Ещё багровели непогасшие краски зари, а воздух был уже горяч. Небо дышало жаром, и марево начинало подниматься над землёй. Стебли трав, казалось, извивались и дрожали в струях устремлявшегося вверх воздуха.
Тишина висела над степью: ни радостной зоревой переклички птиц, ни треска кузнечиков, — словно все живое попряталось в страхе перед надвигающимся зноем.
С холма, где попутная машина высадила Джойса, было видно далеко. Джойс в последний раз окинул взглядом оставшиеся позади неприветливые просторы Чахара и посмотрел на юг, где простирались изрезанные отрогами Иншаня более плодородные долины Жэхэ. Почти десять лет провёл он в Китае и все никак не мог свыкнуться с его пространствами. Военная и политическая обстановка в течение того десятилетия, что Джойс прожил в этой стране, позволила ему познакомиться только с её северо-западной частью. Население там было значительно менее плотным, чем в Центральном и Южном Китае, и поэтому пространства казались Джойсу пустынными и необычайно большими.

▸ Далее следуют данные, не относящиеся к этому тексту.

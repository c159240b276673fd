use super::*;
use chrono::{Duration, TimeZone};
use shared::domain::{StoryDraft, StoryId, UserId, UserSummary};

fn story(sponsored: bool) -> Story {
    let owner = UserSummary {
        user_id: UserId(2),
        username: "lena".into(),
        display_name: "Lena Park".into(),
        avatar_url: String::new(),
        verified: true,
    };
    let mut draft = StoryDraft::new(owner, "https://cdn.example/s/9.jpg").with_caption("rooftop");
    draft.sponsored = sponsored;
    Story::from_draft(
        StoryId(9),
        draft,
        Utc.with_ymd_and_hms(2024, 5, 1, 10, 0, 0).unwrap(),
    )
}

#[test]
fn gestures_map_to_controller_commands() {
    assert_eq!(gesture_command(Gesture::TapLeft), PlaybackCommand::Prev);
    assert_eq!(gesture_command(Gesture::TapRight), PlaybackCommand::Next);
    assert_eq!(gesture_command(Gesture::HoldStart), PlaybackCommand::Pause);
    assert_eq!(gesture_command(Gesture::HoldEnd), PlaybackCommand::Resume);
    assert_eq!(gesture_command(Gesture::Close), PlaybackCommand::Close);
    assert_eq!(gesture_command(Gesture::Escape), PlaybackCommand::Close);
}

#[test]
fn sponsored_stories_swap_reply_box_for_banner() {
    let chrome = ViewerChrome::for_story(&story(true));
    assert_eq!(
        chrome,
        ViewerChrome::Sponsored {
            banner: "Sponsored".into()
        }
    );
    assert!(!chrome.accepts_replies());

    let chrome = ViewerChrome::for_story(&story(false));
    assert!(chrome.accepts_replies());
    assert_eq!(
        chrome,
        ViewerChrome::Reply {
            placeholder: "Reply to lena...".into()
        }
    );
}

#[test]
fn progress_bars_render_fill_per_story() {
    assert_eq!(render_progress_bars(&[100.0, 50.0, 0.0], 4), "==== ==-- ----");
    assert_eq!(render_progress_bars(&[130.0, -5.0], 2), "== --");
    assert_eq!(render_progress_bars(&[], 4), "");
}

#[test]
fn frame_shows_header_caption_and_chrome() {
    let snapshot = PlaybackSnapshot {
        is_open: true,
        current_index: 0,
        progress: 50.0,
        is_paused: true,
        current_story: Some(story(false)),
    };
    let now = Utc.with_ymd_and_hms(2024, 5, 1, 12, 0, 0).unwrap();

    let lines = render_frame(&snapshot, &[50.0, 0.0], 2, now);
    assert_eq!(
        lines,
        vec![
            "=- --".to_string(),
            "Lena Park [v] @lena · 2h ago  (paused)".to_string(),
            "[https://cdn.example/s/9.jpg]".to_string(),
            "rooftop".to_string(),
            "Reply to lena...".to_string(),
        ]
    );
}

#[test]
fn closed_viewer_renders_nothing() {
    let snapshot = PlaybackSnapshot {
        is_open: false,
        current_index: 0,
        progress: 0.0,
        is_paused: false,
        current_story: None,
    };
    let now = Utc.with_ymd_and_hms(2024, 5, 1, 12, 0, 0).unwrap() + Duration::minutes(1);
    assert!(render_frame(&snapshot, &[], 4, now).is_empty());
}
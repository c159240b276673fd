//! Mock users and stories for the terminal viewer.

use chrono::{DateTime, Duration, Utc};
use shared::domain::{Story, StoryDraft, StoryId, UserId, UserSummary};
use story_core::StoryStore;

fn user(id: i64, username: &str, display_name: &str, verified: bool) -> UserSummary {
    UserSummary {
        user_id: UserId(id),
        username: username.into(),
        display_name: display_name.into(),
        avatar_url: format!("https://picsum.photos/seed/{username}/96/96"),
        verified,
    }
}

/// The signed-in account that uploads new stories.
pub fn current_user() -> UserSummary {
    user(1, "you", "You", false)
}

pub fn seed_store(now: DateTime<Utc>) -> StoryStore {
    let stories = [
        (
            user(2, "sarah.j", "Sarah Jenkins", true),
            "https://picsum.photos/seed/s1/1080/1920",
            Some("Morning hike done"),
            12,
            false,
        ),
        (
            user(3, "mike_ross", "Mike Ross", false),
            "https://picsum.photos/seed/s2/1080/1920",
            None,
            95,
            false,
        ),
        (
            user(9, "lumen.shop", "Lumen Shop", true),
            "https://picsum.photos/seed/ad1/1080/1920",
            Some("New drop: 20% off this week"),
            180,
            true,
        ),
        (
            user(4, "emma.codes", "Emma Wilson", false),
            "https://picsum.photos/seed/s3/1080/1920",
            Some("Shipping day"),
            300,
            false,
        ),
        (
            user(5, "dkim", "David Kim", false),
            "https://picsum.photos/seed/s4/1080/1920",
            None,
            1500,
            false,
        ),
    ];

    let count = stories.len() as i64;
    let seeded = stories
        .into_iter()
        .enumerate()
        .map(|(position, (owner, media, caption, minutes_ago, sponsored))| {
            let mut draft = StoryDraft::new(owner, media);
            draft.caption = caption.map(str::to_string);
            draft.sponsored = sponsored;
            Story::from_draft(
                StoryId(count - position as i64),
                draft,
                now - Duration::minutes(minutes_ago),
            )
        })
        .collect();

    StoryStore::with_stories(seeded)
}
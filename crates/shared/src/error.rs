use serde::{Deserialize, Serialize};
use thiserror::Error;

#[derive(Debug, Clone, Copy, PartialEq, Eq, Serialize, Deserialize)]
#[serde(rename_all = "snake_case")]
pub enum ErrorCode {
    Unauthorized,
    Forbidden,
    NotFound,
    Validation,
    RateLimited,
    Unavailable,
    Internal,
}

impl ErrorCode {
    pub fn from_http_status(status: u16) -> Self {
        match status {
            400 | 422 => Self::Validation,
            401 => Self::Unauthorized,
            403 => Self::Forbidden,
            404 => Self::NotFound,
            429 => Self::RateLimited,
            502..=504 => Self::Unavailable,
            _ => Self::Internal,
        }
    }
}

#[derive(Debug, Clone, PartialEq, Eq, Serialize, Deserialize, Error)]
#[error("{code:?}: {message}")]
pub struct ApiError {
    pub code: ErrorCode,
    pub message: String,
}

impl ApiError {
    pub fn new(code: ErrorCode, message: impl Into<String>) -> Self {
        Self {
            code,
            message: message.into(),
        }
    }
}

/// Error body returned by the generative text provider: `{"error": {...}}`.
#[derive(Debug, Clone, Serialize, Deserialize)]
pub struct ProviderErrorEnvelope {
    pub error: ProviderErrorBody,
}

#[derive(Debug, Clone, Serialize, Deserialize)]
pub struct ProviderErrorBody {
    pub code: u16,
    pub message: String,
    #[serde(default, skip_serializing_if = "Option::is_none")]
    pub status: Option<String>,
}

impl From<ProviderErrorBody> for ApiError {
    fn from(value: ProviderErrorBody) -> Self {
        let message = match value.status {
            Some(status) => format!("{status}: {}", value.message),
            None => value.message,
        };
        Self {
            code: ErrorCode::from_http_status(value.code),
            message,
        }
    }
}

#[cfg(test)]
mod tests {
    use super::*;

    #[test]
    fn provider_body_maps_status_into_code_and_message() {
        let raw = r#"{"error":{"code":429,"message":"quota exhausted","status":"RESOURCE_EXHAUSTED"}}"#;
        let envelope: ProviderErrorEnvelope = serde_json::from_str(raw).expect("envelope");
        let err = ApiError::from(envelope.error);

        assert_eq!(err.code, ErrorCode::RateLimited);
        assert_eq!(err.message, "RESOURCE_EXHAUSTED: quota exhausted");
        assert_eq!(err.to_string(), "RateLimited: RESOURCE_EXHAUSTED: quota exhausted");
    }

    #[test]
    fn unknown_status_is_internal() {
        assert_eq!(ErrorCode::from_http_status(500), ErrorCode::Internal);
        assert_eq!(ErrorCode::from_http_status(503), ErrorCode::Unavailable);
    }
}
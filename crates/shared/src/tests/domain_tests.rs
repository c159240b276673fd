use super::*;
use chrono::{Duration, TimeZone};

fn owner() -> UserSummary {
    UserSummary {
        user_id: UserId(7),
        username: "mira".into(),
        display_name: "Mira Okafor".into(),
        avatar_url: "https://cdn.example/avatars/mira.png".into(),
        verified: true,
    }
}

fn noon() -> DateTime<Utc> {
    Utc.with_ymd_and_hms(2024, 5, 1, 12, 0, 0).unwrap()
}

#[test]
fn recency_label_buckets() {
    let now = noon();
    assert_eq!(recency_label(now, now), "Just now");
    assert_eq!(recency_label(now - Duration::seconds(59), now), "Just now");
    assert_eq!(recency_label(now - Duration::minutes(5), now), "5m ago");
    assert_eq!(recency_label(now - Duration::hours(2), now), "2h ago");
    assert_eq!(recency_label(now - Duration::hours(23), now), "23h ago");
    assert_eq!(recency_label(now - Duration::days(3), now), "3d ago");
}

#[test]
fn future_timestamps_read_as_just_now() {
    let now = noon();
    assert_eq!(recency_label(now + Duration::minutes(10), now), "Just now");
}

#[test]
fn story_from_draft_starts_unviewed() {
    let draft = StoryDraft::new(owner(), "https://cdn.example/s/1.jpg")
        .with_caption("sunset run")
        .sponsored();
    let story = Story::from_draft(StoryId(3), draft, noon());

    assert_eq!(story.id, StoryId(3));
    assert!(!story.viewed);
    assert!(story.sponsored);
    assert_eq!(story.caption.as_deref(), Some("sunset run"));
    assert_eq!(story.created_label(noon() + Duration::hours(2)), "2h ago");
}

#[test]
fn story_deserializes_with_missing_flags() {
    let raw = serde_json::json!({
        "id": 1,
        "owner": {
            "user_id": 7,
            "username": "mira",
            "display_name": "Mira Okafor",
            "avatar_url": "a.png"
        },
        "media_url": "m.jpg",
        "created_at": "2024-05-01T12:00:00Z"
    });

    let story: Story = serde_json::from_value(raw).expect("story");
    assert!(!story.viewed);
    assert!(!story.sponsored);
    assert!(!story.owner.verified);
    assert!(story.caption.is_none());
}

За эти годы не только побелели виски Джойса, но серебряные нити пронизали и всю его курчавую шевелюру. Бывали минуты, когда он сам себе начинал казаться стариком. Правда, такие минуты бывали не часты. Стоило его пальцам, попрежнему гибким и проворным, притронуться к струнам любимого банджо, как забывалась седина и голос звучал попрежнему уверенно и звонко.
Впрочем, чаще, чем со струнами, его пальцы встречались теперь с металлическими частями моторов и самолётов.
Девять лет Джойс провёл в народных войсках, странствовал по западным и северным провинциям Китая вместе со школой командиров, выполнял все обязанности, какие возлагала на его плечи жизнь.
В первые годы этих странствований Джойс при каждом удобном случае справлялся, не знает ли кто-нибудь местонахождения госпиталя, в котором работает приехавшая из Америки китайская фельдшерица Кун Мэй.
— Такая красивая, с родинкой над переносицей, — неизменно прибавлял он, как если бы эта примета могла освежить чью-либо не в меру короткую память.
Наконец Джойс потерял надежду отыскать Мэй и перестал справляться. Для него было неожиданной радостью, когда он однажды обнаружил Мэй в одном из госпиталей Народно-освободительной армии.